Had Democrats retained the power to block President Trump’s choice of Judge Brett M. Kavanaugh, he might have been forced to find a more consensus candidate. With the Republicans’ Senate majority smaller than it was in 2017, Senator Mitch McConnell, Republican of Kentucky and the majority leader, might not have found it as easy now to corral the votes to overrule a filibuster. The entire political atmosphere around the nomination would be transformed.

“I never understood the strategy,” Mr. Bennet said about the insistence by leading Democrats and their activist allies that the party must try to derail Mr. Gorsuch with a filibuster even though the chances of success were slight to nonexistent. “We achieved nothing by filibustering Judge Gorsuch except giving Mitch McConnell the opportunity to strip us of our ability to filibuster a nominee who will cause a dramatic shift in the balance of the court.”

. . . . Ultimately, Democrats forced a procedural showdown on the Republican move to bring the Gorsuch nomination to the floor in early April. Democrats briefly halted the nomination when Republicans fell short of the preliminary 60-vote threshold on a vote of 55 to 45, with four Democrats joining them.

Current Senate minority leader Chuck Schumer (D-NY) insists that they made the right move last year, though not all Senate Democrats agree.  Senator Chris Coons (D-DE) thinks that they’d be in a better position if they hadn’t forced the issue over Gorsuch.

Mr. Schumer said that he had no regrets about the tactic, and that Mr. Gorsuch’s performance on the bench since being confirmed only made him more certain.

“Justice Gorsuch was an extreme nominee, and his recent record vindicates our decision to do everything we could to stop him,” Mr. Schumer said.

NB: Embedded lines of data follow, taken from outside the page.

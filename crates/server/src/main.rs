//! Speech Gateway Server Entry Point

use std::sync::Arc;

use tracing_subscriber::{layer::SubscriberExt, util::SubscriberInitExt, Layer};

use audiogen_config::{load_settings, Settings};
use audiogen_persistence::{FeedbackStore, InMemoryFeedbackStore, ScyllaConfig};
use audiogen_pipeline::{SarvamClient, SarvamConfig};
use audiogen_server::{create_router, AppState};

#[tokio::main]
async fn main() -> anyhow::Result<()> {
    // A missing .env is fine; real deployments set the environment directly
    let dotenv = dotenvy::dotenv().ok();

    // Priority: plain deployment vars > AUDIOGEN__* > config/{env} > config/default > defaults
    let env = std::env::var("AUDIOGEN_ENV").ok();
    let config = match load_settings(env.as_deref()) {
        Ok(settings) => settings,
        Err(e) => {
            // Tracing not yet initialized
            eprintln!("Invalid configuration: {}", e);
            std::process::exit(1);
        }
    };

    init_tracing(&config);

    tracing::info!("Starting speech gateway v{}", env!("CARGO_PKG_VERSION"));
    tracing::info!(
        config_env = env.as_deref().unwrap_or("default"),
        dotenv = ?dotenv,
        "Configuration loaded"
    );

    let feedback = init_feedback_store(&config).await;

    let vendor = SarvamClient::new(SarvamConfig::from(&config.vendor))?;
    tracing::info!(base_url = %vendor.config().base_url, "Vendor client ready");

    let host = config.server.host.clone();
    let port = config.server.port;
    let state = AppState::with_vendor(config, Arc::new(vendor), feedback);
    if state.admin_api_key().is_none() {
        tracing::warn!("No admin key configured; feedback listing will reject every request");
    }

    let app = create_router(state);

    let listener = tokio::net::TcpListener::bind((host.as_str(), port)).await?;
    tracing::info!("Listening on {}", listener.local_addr()?);

    axum::serve(listener, app)
        .with_graceful_shutdown(shutdown_signal())
        .await?;

    tracing::info!("Server shutdown complete");
    Ok(())
}

/// Connect the feedback store, or exit if it cannot be reached
async fn init_feedback_store(config: &Settings) -> Arc<dyn FeedbackStore> {
    if !config.persistence.enabled {
        tracing::warn!("Persistence disabled, feedback is kept in memory only");
        return Arc::new(InMemoryFeedbackStore::new());
    }

    let scylla_config = match ScyllaConfig::try_from(&config.persistence) {
        Ok(scylla_config) => scylla_config,
        Err(e) => {
            tracing::error!(error = %e, "Invalid store configuration");
            std::process::exit(1);
        }
    };

    match audiogen_persistence::init(scylla_config).await {
        Ok(store) => {
            tracing::info!("Connected to the feedback store");
            Arc::new(store)
        }
        Err(e) => {
            tracing::error!(error = %e, "Failed to connect to the feedback store");
            std::process::exit(1);
        }
    }
}

/// Wait for shutdown signal (Ctrl+C or SIGTERM)
async fn shutdown_signal() {
    let ctrl_c = async {
        if let Err(e) = tokio::signal::ctrl_c().await {
            tracing::error!(error = %e, "Failed to install Ctrl+C handler");
            std::future::pending::<()>().await;
        }
    };

    #[cfg(unix)]
    let terminate = async {
        match tokio::signal::unix::signal(tokio::signal::unix::SignalKind::terminate()) {
            Ok(mut signal) => {
                signal.recv().await;
            }
            Err(e) => {
                tracing::error!(error = %e, "Failed to install SIGTERM handler");
                std::future::pending::<()>().await;
            }
        }
    };

    #[cfg(not(unix))]
    let terminate = std::future::pending::<()>();

    tokio::select! {
        _ = ctrl_c => {
            tracing::info!("Received Ctrl+C, initiating graceful shutdown...");
        }
        _ = terminate => {
            tracing::info!("Received SIGTERM, initiating graceful shutdown...");
        }
    }
}

fn init_tracing(config: &Settings) {
    let env_filter = tracing_subscriber::EnvFilter::try_from_default_env().unwrap_or_else(|_| {
        let level = &config.observability.log_level;
        format!("audiogen={},tower_http=debug", level).into()
    });

    let subscriber = tracing_subscriber::registry().with(env_filter);
    let fmt_layer = if config.observability.log_json {
        tracing_subscriber::fmt::layer().json().boxed()
    } else {
        tracing_subscriber::fmt::layer().boxed()
    };
    subscriber.with(fmt_layer).init();
}
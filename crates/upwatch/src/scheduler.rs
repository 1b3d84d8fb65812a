//! The periodic cycle driver: tick, fan out one probe per service, drain.

use std::sync::Arc;
use std::time::Duration;

use futures::stream::{FuturesUnordered, StreamExt};
use serde::{Deserialize, Serialize};
use tokio::sync::mpsc;
use tokio::time::{self, MissedTickBehavior};
use tokio_util::sync::CancellationToken;
use tracing::{debug, error, info, warn};

use crate::DEFAULT_TICK_INTERVAL;
use crate::checker::Checker;
use crate::model::{Service, ServiceId};
use crate::store::{ResultStore, ServiceStore};

/// Per-probe notification surfaced to observability consumers.
#[derive(Debug, Clone, Serialize, Deserialize)]
pub struct ProbeOutcome {
    pub service_id: ServiceId,
    pub service_name: String,
    pub success: bool,
    pub latency_ms: u64,
    #[serde(skip_serializing_if = "Option::is_none")]
    pub error: Option<String>,
}

/// Drives check cycles over every registered service on one shared tick.
///
/// The driver only ever talks to its collaborators through capability
/// traits, so stores and probe handlers can be swapped without touching it.
pub struct Scheduler {
    services: Arc<dyn ServiceStore>,
    results: Arc<dyn ResultStore>,
    checker: Arc<dyn Checker>,
    tick_interval: Duration,
    outcomes: Option<mpsc::Sender<ProbeOutcome>>,
}

impl Scheduler {
    /// Create a scheduler. A zero `tick_interval` falls back to
    /// [`DEFAULT_TICK_INTERVAL`] when [`run`](Self::run) starts.
    pub fn new(
        services: Arc<dyn ServiceStore>,
        results: Arc<dyn ResultStore>,
        checker: Arc<dyn Checker>,
        tick_interval: Duration,
    ) -> Self {
        Self { services, results, checker, tick_interval, outcomes: None }
    }

    /// Send a [`ProbeOutcome`] for every executed probe on `tx`. The channel
    /// is never awaited; outcomes are dropped when it is full.
    pub fn with_outcomes(mut self, tx: mpsc::Sender<ProbeOutcome>) -> Self {
        self.outcomes = Some(tx);
        self
    }

    /// Run cycles until `shutdown` is cancelled.
    ///
    /// The first cycle starts one full interval after this call. A cycle in
    /// flight when the token fires is drained before `run` returns; the
    /// token is not propagated into running probes, whose own timeouts bound
    /// the drain.
    pub async fn run(&self, shutdown: CancellationToken) {
        let tick = if self.tick_interval.is_zero() {
            DEFAULT_TICK_INTERVAL
        } else {
            self.tick_interval
        };

        let mut ticker = time::interval_at(time::Instant::now() + tick, tick);
        // An overrunning cycle delays the next tick instead of queueing
        // catch-up ticks.
        ticker.set_missed_tick_behavior(MissedTickBehavior::Delay);

        info!(interval_secs = tick.as_secs_f64(), "scheduler started");
        loop {
            tokio::select! {
                biased;

                // The shutdown arm comes first so a tick pending at
                // cancellation time cannot start another cycle.
                _ = shutdown.cancelled() => {
                    info!("scheduler stopped");
                    break;
                }
                _ = ticker.tick() => self.run_cycle().await,
            }
        }
    }

    /// Execute one full cycle: snapshot the service list, probe every
    /// service concurrently, wait for all probes to finish.
    pub async fn run_cycle(&self) {
        let services = match self.services.list_services().await {
            Ok(services) => services,
            Err(e) => {
                error!("failed to list services: {e}");
                return;
            }
        };
        if services.is_empty() {
            debug!("no services registered, skipping cycle");
            return;
        }

        debug!(services = services.len(), "starting check cycle");
        let mut probes = FuturesUnordered::new();
        for service in services {
            let checker = Arc::clone(&self.checker);
            let results = Arc::clone(&self.results);
            let outcomes = self.outcomes.clone();
            probes.push(tokio::spawn(async move {
                Self::check_service(checker, results, outcomes, service).await;
            }));
        }

        while let Some(joined) = probes.next().await {
            if let Err(e) = joined {
                error!("probe task failed to complete: {e}");
            }
        }
    }

    /// Probe one service and persist the outcome. A handler error means the
    /// probe never ran, so nothing is recorded for it.
    async fn check_service(
        checker: Arc<dyn Checker>,
        results: Arc<dyn ResultStore>,
        outcomes: Option<mpsc::Sender<ProbeOutcome>>,
        service: Service,
    ) {
        let result = match checker.check(&service).await {
            Ok(result) => result,
            Err(e) => {
                warn!(service = %service.name, "skipping service: {e}");
                return;
            }
        };

        if let Err(e) = results.save_result(&result).await {
            error!(service = %service.name, "failed to save check result: {e}");
            return;
        }

        if result.success {
            info!(service = %service.name, latency_ms = result.latency_ms, "check succeeded");
        } else {
            warn!(
                service = %service.name,
                latency_ms = result.latency_ms,
                error = result.error.as_deref().unwrap_or(""),
                "check failed",
            );
        }

        if let Some(tx) = &outcomes {
            let outcome = ProbeOutcome {
                service_id: service.id,
                service_name: service.name,
                success: result.success,
                latency_ms: result.latency_ms,
                error: result.error,
            };
            if tx.try_send(outcome).is_err() {
                debug!("outcome channel unavailable, dropping notification");
            }
        }
    }
}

Democrats also say that Mr. McConnell would have simply tried to change the rules on the next nominee even if they had held back on Mr. Gorsuch. That is most likely true. But if a bipartisan agreement were in place, he might be short of the votes to do so. Mr. McConnell now has an even narrower majority, and, with the continued absence of Mr. McCain, only one Republican would have to resist to prevent Mr. McConnell from succeeding.

“We would absolutely be better off now if we were in a place where the rules prevented the confirmation of a new justice with a less than 60-vote margin,” Mr. Coons said. “Looking back on it, we would be in a much better position.”

Maybe Democrats should have listened to Senator John Cornyn (R-TX).

Because Senate Democrats over-played their hand last year, they are powerless to stop Kavanaugh’s confirmation.  Red state Senate Democrats seeking reelection this year are now in a bind: do they support the president’s pick for the Supreme Court and risk losing voters who supported Trump or do they toe the party line to avoid becoming targets of an increasingly dangerous Socialist Democrat base?